PROBLEM TO WORK ON
Each line of the records below that contains "format" needs to be copied.

AVAILABLE DATA

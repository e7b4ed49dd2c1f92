use super::OperatorKind;

/// Render one condition fragment from already-registered placeholders.
///
/// `value2` is only read by `between`; when it is missing the lower bound is
/// reused so the fragment stays well formed.
pub fn translate(operator: OperatorKind, key: &str, value: &str, value2: Option<&str>) -> String {
    match operator {
        OperatorKind::BeginsWith => format!("begins_with({}, {})", key, value),
        OperatorKind::Contains => format!("contains({}, {})", key, value),
        OperatorKind::NotEqual => format!("{} <> {}", key, value),
        OperatorKind::LessThan => format!("{} < {}", key, value),
        OperatorKind::LessOrEqual => format!("{} <= {}", key, value),
        OperatorKind::GreaterThan => format!("{} > {}", key, value),
        OperatorKind::GreaterOrEqual => format!("{} >= {}", key, value),
        OperatorKind::Between => {
            format!("{} BETWEEN {} AND {}", key, value, value2.unwrap_or(value))
        }
        OperatorKind::AttributeNotExists => format!("attribute_not_exists({})", key),
        OperatorKind::AttributeExists => format!("attribute_exists({})", key),
        OperatorKind::AttributeType | OperatorKind::Size | OperatorKind::Equals => {
            format!("{} = {}", key, value)
        }
    }
}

FINISHED TASK
        OperatorKind::BeginsWith => format!("begins_with({}, {})", key, value),
        OperatorKind::Contains => format!("contains({}, {})", key, value),
        OperatorKind::NotEqual => format!("{} <> {}", key, value),
        OperatorKind::LessThan => format!("{} < {}", key, value),
        OperatorKind::LessOrEqual => format!("{} <= {}", key, value),
        OperatorKind::GreaterThan => format!("{} > {}", key, value),
        OperatorKind::GreaterOrEqual => format!("{} >= {}", key, value),
            format!("{} BETWEEN {} AND {}", key, value, value2.unwrap_or(value))
        OperatorKind::AttributeNotExists => format!("attribute_not_exists({})", key),
        OperatorKind::AttributeExists => format!("attribute_exists({})", key),
            format!("{} = {}", key, value)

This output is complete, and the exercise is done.